For experiment two, published studies were used to make comparisons of inorganic element concentrations in passerine eggs. The data in the studies used date back as far as 1995 to better overlap the time period with the current study [11] [21] [22] [23] [24] [36] - [43] . Species from other studies include Bell’s vireo (Vireo bellii), black-throated gray warbler (Setophaga nigrescens), blue tit (Cyanistes caeruleus), brown-headed cowbird (Molothrus ater), Carolina wren (Thryothorus ludovicianus), common yellowthroat (Geothlypis trichas), Florida-scrub jay (Aphelocoma coerulescens), great tit (Parus major), house sparrow (Passer domesticus), house wren (Troglodytes aedon), lesser goldfinch (Spinus psaltria), marsh wren (Cistothorus palustris), red-winged blackbird (Agelaius phoeniceus), song sparrow (Melospiza melodia), summer tanager (Piranga rubra), tree swallow (Tachycineta bicolor), vermilion flycatcher (Pyrocephalus rubinus), southwestern willow flycatcher (Empidonax traillii extimus), yellow warbler (Setophaga petechia), and yellow-breasted chat (Icteria virens).
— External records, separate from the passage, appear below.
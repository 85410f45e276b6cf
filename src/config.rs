use color_eyre::{eyre::eyre, Result};
use serde::Deserialize;
use std::net::SocketAddr;
use std::path::{Path, PathBuf};

#[derive(Debug, Clone, Deserialize)]
pub struct Config {
  /// Origin the gateway fronts, e.g. "https://app.example.com"
  pub upstream: String,
  /// Address the gateway listens on
  #[serde(default = "default_listen")]
  pub listen: SocketAddr,
  /// Cache version; bumping it rolls every partition over on activation
  #[serde(default = "default_version")]
  pub version: String,
  /// App-shell paths precached during install
  #[serde(default = "default_shell_assets")]
  pub shell_assets: Vec<String>,
  /// Page served to navigations when both network and cache come up empty
  #[serde(default = "default_offline_page")]
  pub offline_page: String,
  /// Extra assets precached alongside the offline page
  #[serde(default)]
  pub offline_assets: Vec<String>,
  /// Cross-origin hosts whose responses may be stored
  #[serde(default = "default_allowed_origins")]
  pub allowed_origins: Vec<String>,
  /// Endpoint drained by the analytics sync task
  #[serde(default = "default_analytics_endpoint")]
  pub analytics_endpoint: String,
  /// Endpoint drained by the contact-form sync task
  #[serde(default = "default_forms_endpoint")]
  pub forms_endpoint: String,
  /// Minutes between periodic cache-cleanup passes
  #[serde(default = "default_cleanup_interval")]
  pub cleanup_interval_mins: u64,
}

fn default_listen() -> SocketAddr {
  ([127, 0, 0, 1], 8787).into()
}

fn default_version() -> String {
  "v1".to_string()
}

fn default_shell_assets() -> Vec<String> {
  ["/", "/index.html", "/manifest.json"]
    .iter()
    .map(|s| s.to_string())
    .collect()
}

fn default_offline_page() -> String {
  "/offline.html".to_string()
}

fn default_allowed_origins() -> Vec<String> {
  [
    "fonts.googleapis.com",
    "fonts.gstatic.com",
    "cdnjs.cloudflare.com",
    "cdn.jsdelivr.net",
  ]
  .iter()
  .map(|s| s.to_string())
  .collect()
}

fn default_analytics_endpoint() -> String {
  "/api/analytics".to_string()
}

fn default_forms_endpoint() -> String {
  "/api/contact".to_string()
}

fn default_cleanup_interval() -> u64 {
  60
}

impl Config {
  /// Load configuration from file.
  ///
  /// Search order:
  /// 1. Explicit path if provided
  /// 2. ./shelf.yaml (current directory)
  /// 3. $XDG_CONFIG_HOME/shelf/config.yaml
  pub fn load(explicit_path: Option<&Path>) -> Result<Self> {
    let path = if let Some(p) = explicit_path {
      if p.exists() {
        Some(p.to_path_buf())
      } else {
        return Err(eyre!("Config file not found: {}", p.display()));
      }
    } else {
      Self::find_config_file()
    };

    match path {
      Some(p) => Self::load_from_path(&p),
      None => Err(eyre!(
        "No configuration file found. Create one at ~/.config/shelf/config.yaml\n\
                 See shelf.example.yaml for the format."
      )),
    }
  }

  fn find_config_file() -> Option<PathBuf> {
    // Check current directory
    let local = PathBuf::from("shelf.yaml");
    if local.exists() {
      return Some(local);
    }

    // Check XDG config directory
    if let Some(config_dir) = dirs::config_dir() {
      let xdg_path = config_dir.join("shelf").join("config.yaml");
      if xdg_path.exists() {
        return Some(xdg_path);
      }
    }

    None
  }

  fn load_from_path(path: &Path) -> Result<Self> {
    let contents = std::fs::read_to_string(path)
      .map_err(|e| eyre!("Failed to read config file {}: {}", path.display(), e))?;

    let config: Config = serde_yaml::from_str(&contents)
      .map_err(|e| eyre!("Failed to parse config file {}: {}", path.display(), e))?;

    Ok(config)
  }
}

/// Directory holding the cache and outbox databases plus logs.
pub fn data_dir() -> Result<PathBuf> {
  let data_dir = dirs::data_dir()
    .or_else(|| dirs::home_dir().map(|p| p.join(".local/share")))
    .ok_or_else(|| eyre!("Could not determine data directory"))?;

  Ok(data_dir.join("shelf"))
}

#[cfg(test)]
impl Config {
  pub(crate) fn for_tests(version: &str) -> Self {
    Config {
      upstream: "https://app.example".to_string(),
      listen: default_listen(),
      version: version.to_string(),
      shell_assets: default_shell_assets(),
      offline_page: default_offline_page(),
      offline_assets: vec!["/icons/offline.svg".to_string()],
      allowed_origins: default_allowed_origins(),
      analytics_endpoint: default_analytics_endpoint(),
      forms_endpoint: default_forms_endpoint(),
      cleanup_interval_mins: default_cleanup_interval(),
    }
  }
}
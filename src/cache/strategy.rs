//! Cache strategies: the precedence of cache vs network per request class.
//!
//! Every strategy shares the same shape: resolve a classified request into a
//! response, or fail hard. Writes are gated by storage eligibility and always
//! followed by an eviction pass, so worst-case partition size stays bounded
//! deterministically.

use chrono::Duration;
use color_eyre::Result;
use http::StatusCode;
use std::sync::Arc;
use tracing::debug;

use super::evict;
use super::store::CacheStore;
use crate::classify::{storable, Strategy};
use crate::net::{request_key, FetchRequest, FetchResponse, Network};
use crate::registry::{PartitionKind, Registry};
use crate::task::spawn_detached;

/// Hours a cache-first entry may be served before a background refresh.
const REFRESH_AFTER_HOURS: i64 = 24;

/// Executes cache strategies over the partitioned store.
pub struct StrategyEngine<N: Network> {
  registry: Arc<Registry>,
  store: Arc<CacheStore>,
  network: Arc<N>,
}

impl<N: Network> Clone for StrategyEngine<N> {
  fn clone(&self) -> Self {
    Self {
      registry: Arc::clone(&self.registry),
      store: Arc::clone(&self.store),
      network: Arc::clone(&self.network),
    }
  }
}

impl<N: Network + 'static> StrategyEngine<N> {
  pub fn new(registry: Arc<Registry>, store: Arc<CacheStore>, network: Arc<N>) -> Self {
    Self {
      registry,
      store,
      network,
    }
  }

  /// Resolve a classified request. Always yields a response or a hard error
  /// the caller treats as a failed fetch.
  pub async fn handle(
    &self,
    request: &FetchRequest,
    partition: PartitionKind,
    strategy: Strategy,
  ) -> Result<FetchResponse> {
    match strategy {
      Strategy::CacheFirst => self.cache_first(request, partition).await,
      Strategy::NetworkFirst => self.network_first(request, partition).await,
      Strategy::StaleWhileRevalidate => self.stale_while_revalidate(request, partition).await,
    }
  }

  async fn cache_first(
    &self,
    request: &FetchRequest,
    partition: PartitionKind,
  ) -> Result<FetchResponse> {
    let name = &self.registry.partition(partition).name;
    let key = self.key_for(request, partition);

    if let Some(cached) = self.store.get(name, &key)? {
      if cached.age() > Duration::hours(REFRESH_AFTER_HOURS) {
        self.refresh_in_background(request.clone(), partition);
      }
      return Ok(cached.response);
    }

    match self.network.fetch(request).await {
      Ok(response) => {
        self.store_if_eligible(request, partition, &response)?;
        Ok(response)
      }
      Err(err) => {
        if request.is_navigation() {
          if let Some(fallback) = self.offline_page()? {
            debug!(url = %request.url, "serving offline page for failed navigation");
            return Ok(fallback);
          }
        }
        Err(err)
      }
    }
  }

  async fn network_first(
    &self,
    request: &FetchRequest,
    partition: PartitionKind,
  ) -> Result<FetchResponse> {
    let name = &self.registry.partition(partition).name;
    let key = self.key_for(request, partition);

    match self.network.fetch(request).await {
      Ok(response) => {
        self.store_if_eligible(request, partition, &response)?;
        Ok(response)
      }
      Err(err) => {
        if let Some(cached) = self.store.get(name, &key)? {
          debug!(url = %request.url, "network failed, serving cached response");
          return Ok(cached.response);
        }
        if partition == PartitionKind::Api {
          return Ok(offline_api_response());
        }
        if request.is_navigation() {
          if let Some(fallback) = self.offline_page()? {
            return Ok(fallback);
          }
        }
        Err(err)
      }
    }
  }

  async fn stale_while_revalidate(
    &self,
    request: &FetchRequest,
    partition: PartitionKind,
  ) -> Result<FetchResponse> {
    let name = &self.registry.partition(partition).name;
    let key = self.key_for(request, partition);

    if let Some(cached) = self.store.get(name, &key)? {
      // Revalidate for next time; the outcome never touches this response.
      self.refresh_in_background(request.clone(), partition);
      return Ok(cached.response);
    }

    let response = self.network.fetch(request).await?;
    self.store_if_eligible(request, partition, &response)?;
    Ok(response)
  }

  /// Dynamic pages vary by accept class so the HTML and JSON renditions of
  /// one URL don't collide. Precached keys stay URL-only so fallback lookups
  /// always match.
  fn key_for(&self, request: &FetchRequest, partition: PartitionKind) -> String {
    let vary = (partition == PartitionKind::Dynamic).then(|| accept_class(request));
    request_key(&request.url, vary)
  }

  fn store_if_eligible(
    &self,
    request: &FetchRequest,
    partition: PartitionKind,
    response: &FetchResponse,
  ) -> Result<()> {
    if !response.is_success() || !storable(request, &self.registry) {
      return Ok(());
    }

    let partition = self.registry.partition(partition);
    let key = self.key_for(request, partition.kind);
    self
      .store
      .put(&partition.name, &key, request.url.as_str(), response)?;
    evict::evict(&self.store, partition)?;
    Ok(())
  }

  fn refresh_in_background(&self, request: FetchRequest, partition: PartitionKind) {
    let engine = self.clone();
    spawn_detached("background refresh", async move {
      let response = engine.network.fetch(&request).await?;
      engine.store_if_eligible(&request, partition, &response)
    });
  }

  fn offline_page(&self) -> Result<Option<FetchResponse>> {
    let offline = self.registry.partition(PartitionKind::Offline);
    let key = request_key(&self.registry.offline_page, None);
    Ok(self.store.get(&offline.name, &key)?.map(|c| c.response))
  }
}

/// Synthesized response for API requests that fail with no cached copy,
/// letting the calling UI render a graceful offline state.
fn offline_api_response() -> FetchResponse {
  FetchResponse::json(
    StatusCode::SERVICE_UNAVAILABLE,
    &serde_json::json!({
      "error": "Offline",
      "offline": true,
      "cached": false,
    }),
  )
}

fn accept_class(request: &FetchRequest) -> &'static str {
  match request.header("accept") {
    Some(a) if a.contains("text/html") => "html",
    Some(a) if a.contains("application/json") => "json",
    _ => "any",
  }
}
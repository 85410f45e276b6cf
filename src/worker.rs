//! The worker facade: fetch interception, message protocol, sync and push.
//!
//! This is the call graph the host adapter feeds events into. Each handler
//! is an ordinary async function; nothing here depends on a simulated event
//! target.

use color_eyre::Result;
use serde::{Deserialize, Serialize};
use serde_json::Value;
use std::sync::Arc;
use tracing::{info, warn};

use crate::cache::evict;
use crate::cache::store::CacheStore;
use crate::cache::strategy::StrategyEngine;
use crate::classify::{classify, Classification};
use crate::lifecycle::{Lifecycle, WorkerState};
use crate::net::{FetchRequest, FetchResponse, Network};
use crate::outbox::{Outbox, StoreName};
use crate::push::{notification_for, parse_payload, Notification};
use crate::registry::Registry;
use crate::sync::SyncCoordinator;

/// Commands callers post over the message channel.
#[derive(Debug, Clone, Deserialize)]
#[serde(tag = "type", rename_all = "SCREAMING_SNAKE_CASE")]
pub enum Message {
  /// Force immediate activation without waiting for old pages to close.
  SkipWaiting,
  /// Enqueue an analytics batch for background delivery.
  CacheAnalytics { payload: Value },
  /// Enqueue a form submission for background delivery.
  CacheForm { payload: Value },
  /// Reply with partition names and the active version.
  GetCacheStatus,
  /// Drop a single named partition.
  ClearCache { partition: String },
}

/// Reply for messages that produce one.
#[derive(Debug, Serialize)]
#[serde(untagged)]
pub enum MessageReply {
  Status(CacheStatus),
  Cleared { cleared: String },
}

#[derive(Debug, Serialize)]
pub struct CacheStatus {
  pub version: String,
  pub partitions: Vec<PartitionStatus>,
}

#[derive(Debug, Serialize)]
pub struct PartitionStatus {
  pub name: String,
  pub entries: usize,
}

/// Outcome of intercepting one request.
#[derive(Debug)]
pub enum FetchOutcome {
  /// The request bypasses the cache layer; the caller forwards it untouched.
  Skip,
  Response(FetchResponse),
}

/// Owns the registry, stores and network client, and exposes the handler
/// surface the host adapter drives.
pub struct Worker<N: Network> {
  registry: Arc<Registry>,
  store: Arc<CacheStore>,
  outbox: Arc<Outbox>,
  network: Arc<N>,
  lifecycle: Lifecycle,
  strategies: StrategyEngine<N>,
  sync: SyncCoordinator<N>,
}

impl<N: Network + 'static> Worker<N> {
  pub fn new(registry: Registry, store: CacheStore, outbox: Outbox, network: N) -> Self {
    let registry = Arc::new(registry);
    let store = Arc::new(store);
    let outbox = Arc::new(outbox);
    let network = Arc::new(network);

    let strategies =
      StrategyEngine::new(Arc::clone(&registry), Arc::clone(&store), Arc::clone(&network));
    let sync =
      SyncCoordinator::new(Arc::clone(&registry), Arc::clone(&outbox), Arc::clone(&network));

    Self {
      registry,
      store,
      outbox,
      network,
      lifecycle: Lifecycle::new(),
      strategies,
      sync,
    }
  }

  pub fn registry(&self) -> &Registry {
    &self.registry
  }

  #[cfg(test)]
  pub(crate) fn network(&self) -> &N {
    &self.network
  }

  pub fn state(&self) -> WorkerState {
    self.lifecycle.state()
  }

  /// Precache the shell and offline partitions. Fails hard on any miss.
  pub async fn install(&self) -> Result<()> {
    self
      .lifecycle
      .install(&self.store, self.network.as_ref(), &self.registry)
      .await
  }

  /// Roll partitions over to the current registry and take control.
  pub fn activate(&self) -> Result<Vec<String>> {
    self.lifecycle.activate(&self.store, &self.registry)
  }

  /// Intercept one request: classify, then resolve through the matching
  /// strategy.
  pub async fn handle_fetch(&self, request: &FetchRequest) -> Result<FetchOutcome> {
    match classify(request, &self.registry) {
      Classification::Skip => Ok(FetchOutcome::Skip),
      Classification::Handle {
        partition,
        strategy,
      } => {
        let response = self.strategies.handle(request, partition, strategy).await?;
        Ok(FetchOutcome::Response(response))
      }
    }
  }

  /// Forward a request past the cache layer entirely.
  pub async fn forward(&self, request: &FetchRequest) -> Result<FetchResponse> {
    self.network.fetch(request).await
  }

  pub async fn handle_message(&self, message: Message) -> Result<Option<MessageReply>> {
    match message {
      Message::SkipWaiting => {
        self.activate()?;
        info!("skip-waiting: activated immediately");
        Ok(None)
      }
      Message::CacheAnalytics { payload } => {
        self.enqueue_best_effort(StoreName::Analytics, &payload);
        Ok(None)
      }
      Message::CacheForm { payload } => {
        self.enqueue_best_effort(StoreName::Forms, &payload);
        Ok(None)
      }
      Message::GetCacheStatus => Ok(Some(MessageReply::Status(self.status()?))),
      Message::ClearCache { partition } => {
        self.store.drop_partition(&partition)?;
        Ok(Some(MessageReply::Cleared { cleared: partition }))
      }
    }
  }

  // Outbox persistence is best effort: a failure is logged, never surfaced,
  // so it cannot break the caller's fetch handling.
  fn enqueue_best_effort(&self, store: StoreName, payload: &Value) {
    if let Err(err) = self.outbox.enqueue(store, payload) {
      warn!(store = store.as_str(), "failed to persist outbox item: {err:#}");
    }
  }

  /// Drain the outbox store behind a sync tag. Errors propagate so the host
  /// scheduler can retry within the task's bounds.
  pub async fn handle_sync(&self, tag: &str) -> Result<usize> {
    self.sync.run(tag).await
  }

  /// Map a raw push body to the notification to display.
  pub fn handle_push(&self, raw: &[u8]) -> Notification {
    notification_for(&parse_payload(raw))
  }

  /// Periodic maintenance: run eviction across every partition.
  pub fn cleanup(&self) -> Result<usize> {
    let mut removed = 0;
    for partition in self.registry.partitions() {
      removed += evict::evict(&self.store, partition)?;
    }
    Ok(removed)
  }

  /// Pending item count for one outbox store.
  pub fn pending(&self, store: StoreName) -> Result<usize> {
    self.outbox.pending_count(store)
  }

  pub fn status(&self) -> Result<CacheStatus> {
    let mut partitions = Vec::new();
    for name in self.store.partition_names()? {
      partitions.push(PartitionStatus {
        entries: self.store.count(&name)?,
        name,
      });
    }
    Ok(CacheStatus {
      version: self.registry.version.clone(),
      partitions,
    })
  }
}

#[cfg(test)]
mod tests {
  use super::*;
  use crate::classify::BYPASS_HEADER;
  use crate::net::mock::MockNetwork;
  use crate::registry::test_registry;
  use http::HeaderValue;
  use serde_json::json;
  use url::Url;

  fn worker() -> Worker<MockNetwork> {
    let registry = test_registry("v1");
    let network = MockNetwork::new();
    for url in registry.shell_assets.iter().chain(&registry.offline_assets) {
      network.route(url.as_str(), 200, b"asset");
    }
    Worker::new(
      registry,
      CacheStore::open_in_memory().unwrap(),
      Outbox::open_in_memory().unwrap(),
      network,
    )
  }

  #[tokio::test]
  async fn test_message_parsing_matches_wire_format() {
    let message: Message =
      serde_json::from_value(json!({"type": "CACHE_FORM", "payload": {"name": "x"}})).unwrap();
    assert!(matches!(message, Message::CacheForm { .. }));

    let message: Message = serde_json::from_value(json!({"type": "SKIP_WAITING"})).unwrap();
    assert!(matches!(message, Message::SkipWaiting));

    let message: Message = serde_json::from_value(json!({"type": "GET_CACHE_STATUS"})).unwrap();
    assert!(matches!(message, Message::GetCacheStatus));
  }

  #[tokio::test]
  async fn test_cache_form_message_enqueues_one_item() {
    let worker = worker();
    let payload = json!({"name": "x"});
    let reply = worker
      .handle_message(Message::CacheForm {
        payload: payload.clone(),
      })
      .await
      .unwrap();

    assert!(reply.is_none());
    let pending = worker.outbox.list_pending(StoreName::Forms).unwrap();
    assert_eq!(pending.len(), 1);
    assert_eq!(pending[0].payload, payload);
    assert_eq!(worker.pending(StoreName::Analytics).unwrap(), 0);
  }

  #[tokio::test]
  async fn test_cache_analytics_message_targets_analytics_store() {
    let worker = worker();
    worker
      .handle_message(Message::CacheAnalytics {
        payload: json!({"event": "pageview"}),
      })
      .await
      .unwrap();

    assert_eq!(worker.pending(StoreName::Analytics).unwrap(), 1);
    assert_eq!(worker.pending(StoreName::Forms).unwrap(), 0);
  }

  #[tokio::test]
  async fn test_skip_waiting_activates() {
    let worker = worker();
    assert_eq!(worker.state(), WorkerState::Installing);

    worker.handle_message(Message::SkipWaiting).await.unwrap();

    assert_eq!(worker.state(), WorkerState::Active);
  }

  #[tokio::test]
  async fn test_status_lists_partitions_and_version() {
    let worker = worker();
    worker.install().await.unwrap();
    worker.activate().unwrap();

    let reply = worker.handle_message(Message::GetCacheStatus).await.unwrap();
    let status = match reply {
      Some(MessageReply::Status(status)) => status,
      other => panic!("expected status reply, got {other:?}"),
    };

    assert_eq!(status.version, "v1");
    assert_eq!(status.partitions.len(), 6);
    let shell = status
      .partitions
      .iter()
      .find(|p| p.name == "shelf-shell-v1")
      .unwrap();
    assert_eq!(shell.entries, 3);
  }

  #[tokio::test]
  async fn test_clear_cache_drops_partition() {
    let worker = worker();
    worker.install().await.unwrap();

    worker
      .handle_message(Message::ClearCache {
        partition: "shelf-shell-v1".to_string(),
      })
      .await
      .unwrap();

    assert_eq!(worker.store.count("shelf-shell-v1").unwrap(), 0);
  }

  #[tokio::test]
  async fn test_fetch_skip_for_bypass_header() {
    let worker = worker();
    let mut request = FetchRequest::get(Url::parse("https://app.example/index.html").unwrap());
    request
      .headers
      .insert(BYPASS_HEADER, HeaderValue::from_static("1"));

    let outcome = worker.handle_fetch(&request).await.unwrap();
    assert!(matches!(outcome, FetchOutcome::Skip));
  }

  #[tokio::test]
  async fn test_fetch_resolves_classified_request() {
    let worker = worker();
    worker
      .network
      .route("https://app.example/api/products", 200, b"[1]");

    let request = FetchRequest::get(Url::parse("https://app.example/api/products").unwrap());
    let outcome = worker.handle_fetch(&request).await.unwrap();

    match outcome {
      FetchOutcome::Response(response) => assert_eq!(response.body, b"[1]"),
      FetchOutcome::Skip => panic!("API request must not skip"),
    }
  }

  #[tokio::test]
  async fn test_push_maps_to_notification() {
    let worker = worker();
    let notification = worker.handle_push(br#"{"body": "hi", "url": "/offers"}"#);
    assert_eq!(notification.body, "hi");
    assert_eq!(notification.url, "/offers");
  }

  #[tokio::test]
  async fn test_cleanup_prunes_every_partition() {
    let worker = worker();
    let api = worker.registry.partition(crate::registry::PartitionKind::Api);
    let name = api.name.clone();
    for i in 0..api.max_entries + 5 {
      worker
        .store
        .put(
          &name,
          &format!("k{i}"),
          "https://app.example/api/x",
          &FetchResponse {
            status: http::StatusCode::OK,
            headers: Vec::new(),
            body: b"x".to_vec(),
          },
        )
        .unwrap();
    }

    let removed = worker.cleanup().unwrap();
    assert!(removed >= 5);
    assert!(worker.store.count(&name).unwrap() <= api.max_entries);
  }
}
When studies compared a contaminated site to a reference site, a conservative approach was used and only the values from their reference sites were included. When PQLs from the ALS laboratory exceeded the maximum concentration observed in other passerine species, comparisons with eggs from the current study were excluded. Means and 99% confidence intervals were calculated for passerines in published studies and the percentage of nondetects and samples at or below the upper confidence level from this study are reported.

2.5. Statistical Analysis

Prior to statistical analyses, all nondetect values were reported at the reporting limit (PQL) and nondetect samples associated with a blank contamination were excluded from analyses (n = 7 samples for iron analyses and n = 6 for manganese analyses). Elements did not undergo statistical analyses when 80% or more of the samples were nondetects for a given analyte [44] . For remaining datasets containing nondetect values, comparisons between two or more groups were assessed with the Gehan-Wilcoxon test [45] , which included assessing differences in concentrations between species, between the study area and the non-industrial reference site, and among two canyons and the non-industrial reference site. For datasets that did not contain nondetect values, a Wilcoxon test was used to assess differences between species and between the study area and the non-industrial reference site. The Kruskal-Wallis test was used to analyze for differences among two canyons and the non-industrial reference site for datasets which contained no nondetects. All statistical analyses were performed using NCSS 9 Statistical Software 2013 (Kaysville, Utah).

3. Results

In experiment one, only barium, copper, manganese, mercury, and zinc were detected in 20% or more of egg samples and were therefore statistically analyzed. In experiment two, only barium, copper, iron, manganese, mercury, selenium, and zinc were detected in 20% or more of egg samples and were therefore statistically analyzed. Antimony, arsenic, beryllium, cadmium, chromium, cobalt, lead, nickel, silver, thallium, and vanadium were frequently (≥80%) not detected in eggs in at least one variable (i.e. one species or one site such as the study area or non-industrial reference site) for both experiments; therefore these elements were not subjected to statistical analyses.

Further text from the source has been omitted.